Wilderness First Responder in the making

I haven’t posted in a while. I’ve been hanging around the Bay Area. I did a contract for my old boss at his new employer, and some other random undirected hanging out I can’t really remember. Oh, I think it involved postponing writing code by taking the dog to the dog park. I’ve also been working on the unread books from my bibliography, including some new ones I found. One is really gripping; it is a memoir of a Canadian nurse who worked for MSF for four years. So much of what she says is familiar to me after all my reading.

To save you the effort of reading all those books, the stories she tells that are repeated time and again in other books are:

  • Feeling overwhelmed and scared for the first week, especially the first hour, when the MSF driver who was supposed to meet her at the airport wasn’t there.
  • Arriving at her posting to find that things have changed and she’s doing a different job than she expected.
  • Noticing and remarking on the beauty of the land in the middle of human cruelty.
  • Mentioning the somewhat uncoordinated, or at least “fiercely independent” nature of the various MSFs.
  • Trouble at checkpoints, culminating in getting thrown in jail for a few hours.
  • Feeling guilt and loss when leaving a mission, and wondering what happened to national staff who simply disappeared when the fighting in their home village got too bad.
  • Mentioning that the logisticians (“loggies”) keep things running, and that when you find a good one you should marry him. Thus…
  • Meeting a husband who is a logistician, including the almost cliche of falling in love and starting a relationship in the middle of a war.
  • Feeling a space open up between her and friends and family from “before”, who simply can’t understand her new life.

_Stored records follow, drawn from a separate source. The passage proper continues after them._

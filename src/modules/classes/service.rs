use anyhow::anyhow;
use sqlx::PgPool;
use tracing::instrument;

use crate::utils::errors::AppError;

use super::model::{
    AssignTeacherResponse, Class, ClassWithNames, CreateClassDto, SelectedClass, UpdateClassDto,
};

const CLASS_COLUMNS: &str =
    "id, code, name, shift, schedule, start_date, end_date, course_id, teacher_id";

/// Case-folds a class code so uniqueness checks and lookups are
/// case-insensitive. Codes are stored in this form.
fn normalize_code(code: &str) -> String {
    code.trim().to_lowercase()
}

/// Collapses the selected classes to a deduplicated id list.
fn class_id_set(selected: &[SelectedClass]) -> Vec<i32> {
    let mut ids: Vec<i32> = selected.iter().map(|c| c.id).collect();
    ids.sort_unstable();
    ids.dedup();
    ids
}

pub struct ClassService;

impl ClassService {
    #[instrument(skip(db, dto), fields(code = %dto.code))]
    pub async fn create_class(db: &PgPool, dto: CreateClassDto) -> Result<Class, AppError> {
        let code = normalize_code(&dto.code);

        let existing = sqlx::query_scalar::<_, i32>("SELECT id FROM classes WHERE code = $1")
            .bind(&code)
            .fetch_optional(db)
            .await
            .map_err(|e| AppError::database(anyhow!("Failed to check class code: {}", e)))?;

        if existing.is_some() {
            return Err(AppError::conflict(anyhow!(
                "Class code is already registered"
            )));
        }

        let class = sqlx::query_as::<_, Class>(
            "INSERT INTO classes (code, name, shift, schedule, start_date, end_date, course_id)
             VALUES ($1, $2, $3, $4, $5, $6, $7)
             RETURNING id, code, name, shift, schedule, start_date, end_date, course_id, teacher_id",
        )
        .bind(&code)
        .bind(&dto.name)
        .bind(&dto.shift)
        .bind(&dto.schedule)
        .bind(dto.start_date)
        .bind(dto.end_date)
        .bind(dto.course_id)
        .fetch_one(db)
        .await
        .map_err(|e| {
            if let sqlx::Error::Database(db_err) = &e {
                // The pre-insert check can race with a concurrent create.
                if db_err.is_unique_violation() {
                    return AppError::conflict(anyhow!("Class code is already registered"));
                }
                if db_err.is_foreign_key_violation() {
                    return AppError::bad_request(anyhow!("Referenced course does not exist"));
                }
            }
            AppError::database(anyhow!("Failed to create class: {}", e))
        })?;

        Ok(class)
    }

    #[instrument(skip(db))]
    pub async fn get_classes(db: &PgPool) -> Result<Vec<ClassWithNames>, AppError> {
        let classes = sqlx::query_as::<_, ClassWithNames>(
            "SELECT c.id, c.code, c.name, c.shift, c.schedule, c.start_date, c.end_date,
                    c.course_id, c.teacher_id,
                    co.name AS course_name, t.name AS teacher_name
             FROM classes c
             LEFT JOIN courses co ON co.id = c.course_id
             LEFT JOIN teachers t ON t.id = c.teacher_id
             ORDER BY c.code",
        )
        .fetch_all(db)
        .await
        .map_err(|e| AppError::database(anyhow!("Failed to fetch classes: {}", e)))?;

        Ok(classes)
    }

    #[instrument(skip(db))]
    pub async fn get_classes_by_teacher(
        db: &PgPool,
        teacher_id: i32,
    ) -> Result<Vec<Class>, AppError> {
        let classes = sqlx::query_as::<_, Class>(&format!(
            "SELECT {CLASS_COLUMNS} FROM classes WHERE teacher_id = $1 ORDER BY code"
        ))
        .bind(teacher_id)
        .fetch_all(db)
        .await
        .map_err(|e| AppError::database(anyhow!("Failed to fetch classes by teacher: {}", e)))?;

        Ok(classes)
    }

    #[instrument(skip(db))]
    pub async fn get_class_by_code(db: &PgPool, code: &str) -> Result<Class, AppError> {
        let class = sqlx::query_as::<_, Class>(&format!(
            "SELECT {CLASS_COLUMNS} FROM classes WHERE code = $1"
        ))
        .bind(normalize_code(code))
        .fetch_optional(db)
        .await
        .map_err(|e| AppError::database(anyhow!("Failed to fetch class by code: {}", e)))?
        .ok_or_else(|| AppError::not_found(anyhow!("Class not found")))?;

        Ok(class)
    }

    #[instrument(skip(db))]
    pub async fn get_class_by_id(db: &PgPool, id: i32) -> Result<Class, AppError> {
        let class = sqlx::query_as::<_, Class>(&format!(
            "SELECT {CLASS_COLUMNS} FROM classes WHERE id = $1"
        ))
        .bind(id)
        .fetch_optional(db)
        .await
        .map_err(|e| AppError::database(anyhow!("Failed to fetch class by id: {}", e)))?
        .ok_or_else(|| AppError::not_found(anyhow!("Class not found")))?;

        Ok(class)
    }

    #[instrument(skip(db, dto))]
    pub async fn update_class(
        db: &PgPool,
        id: i32,
        dto: UpdateClassDto,
    ) -> Result<Class, AppError> {
        let existing = Self::get_class_by_id(db, id).await?;

        let code = dto
            .code
            .as_deref()
            .map(normalize_code)
            .unwrap_or(existing.code);
        let name = dto.name.unwrap_or(existing.name);
        let shift = dto.shift.or(existing.shift);
        let schedule = dto.schedule.or(existing.schedule);
        let start_date = dto.start_date.unwrap_or(existing.start_date);
        let end_date = dto.end_date.unwrap_or(existing.end_date);
        let course_id = dto.course_id.unwrap_or(existing.course_id);
        let teacher_id = dto.teacher_id.or(existing.teacher_id);

        let updated = sqlx::query_as::<_, Class>(
            "UPDATE classes
             SET code = $1, name = $2, shift = $3, schedule = $4, start_date = $5,
                 end_date = $6, course_id = $7, teacher_id = $8
             WHERE id = $9
             RETURNING id, code, name, shift, schedule, start_date, end_date, course_id, teacher_id",
        )
        .bind(&code)
        .bind(&name)
        .bind(&shift)
        .bind(&schedule)
        .bind(start_date)
        .bind(end_date)
        .bind(course_id)
        .bind(teacher_id)
        .bind(id)
        .fetch_one(db)
        .await
        .map_err(|e| {
            if let sqlx::Error::Database(db_err) = &e {
                if db_err.is_unique_violation() {
                    return AppError::conflict(anyhow!("Class code is already registered"));
                }
                if db_err.is_foreign_key_violation() {
                    return AppError::bad_request(anyhow!("Referenced record does not exist"));
                }
            }
            AppError::database(anyhow!("Failed to update class: {}", e))
        })?;

        Ok(updated)
    }

    /// Binds one teacher to every class in the selection.
    ///
    /// The rewrite is a single set-based UPDATE, so concurrent
    /// assignments over overlapping selections serialize in the
    /// database; readers never observe a partial batch. Ids that match
    /// no class are no-ops, and a prior assignment is overwritten
    /// without trace: a class has at most one teacher.
    #[instrument(skip(db, selected_classes), fields(class_count = selected_classes.len()))]
    pub async fn assign_teacher(
        db: &PgPool,
        teacher_id: i32,
        selected_classes: &[SelectedClass],
    ) -> Result<AssignTeacherResponse, AppError> {
        let teacher = sqlx::query_scalar::<_, i32>("SELECT id FROM teachers WHERE id = $1")
            .bind(teacher_id)
            .fetch_optional(db)
            .await
            .map_err(|e| AppError::database(anyhow!("Failed to look up teacher: {}", e)))?;

        if teacher.is_none() {
            return Err(AppError::conflict(anyhow!("Teacher not registered")));
        }

        let class_ids = class_id_set(selected_classes);

        let result = sqlx::query("UPDATE classes SET teacher_id = $1 WHERE id = ANY($2)")
            .bind(teacher_id)
            .bind(&class_ids)
            .execute(db)
            .await
            .map_err(|e| AppError::database(anyhow!("Failed to assign teacher: {}", e)))?;

        Ok(AssignTeacherResponse {
            message: "Enrollment completed successfully".to_string(),
            updated_count: result.rows_affected(),
        })
    }

    #[instrument(skip(db))]
    pub async fn delete_class(db: &PgPool, id: i32) -> Result<(), AppError> {
        let result = sqlx::query("DELETE FROM classes WHERE id = $1")
            .bind(id)
            .execute(db)
            .await
            .map_err(|e| AppError::database(anyhow!("Failed to delete class: {}", e)))?;

        if result.rows_affected() == 0 {
            return Err(AppError::not_found(anyhow!("Class not found")));
        }

        Ok(())
    }
}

The regularity with which all these stories are repeated in all the books is either due to the fact that because they make for good books editors crave them, or the fact they are unifying features of the life I’ve chosen for myself. Let’s just assume it’s the editors, ok? Not enough of those are happy fun things for me to be looking forward to them.

I’ve been looking into Geographic Information Systems some. I want to turn my local city park into a refugee camp, including a nifty map like they make at the Humanitarian Information Centre for Darfur. Paul told me to start off with pencil, paper, and my boots. But that doesn’t sound like nearly as much fun as spending hours trying to understand GIS software from the comfort of my house!

The other cool thing I arranged for myself is an 80 hour first aid course. When I’m done on April 3, I will be a WMI Wilderness First Responder (WFR, pronounced “woofer”). That’s pretty much one step (and about 80 hours) below Wilderness EMT. It means I’ll be able to take care of patients for days before “definitive care” like a hospital is available to my patient. To give you yet one more idea, WFR is typically required for the leader of guided wilderness expeditions.

I’ve been thinking for a while that taking an EMT course would help me relate to the doctors and nurses I meet in MSF, not to mention make me more useful in case of a medical emergency where I was the only one available to respond to it. I talked to Jon a while back and ran the idea by him. He agreed, but also agreed with me that any training that assumed I had the infrastructure available to me that United States EMTs have (i.e. fully stocked ambulances and hospitals within 10 minutes) would be useless. So I found a wilderness course, and I’m really glad I did.

So far I’ve had two days of classes. The course is excellent. I would recommend WMI to anyone. I don’t know about the rest of the industry, but it is clear to me that they put a very high value on professionalism, both in the material they are teaching me (which is governed by a board of licensed physicians) and in the teachers themselves.

So, now it is time to hit bed and do some reading before tomorrow’s classes start again at 8 am.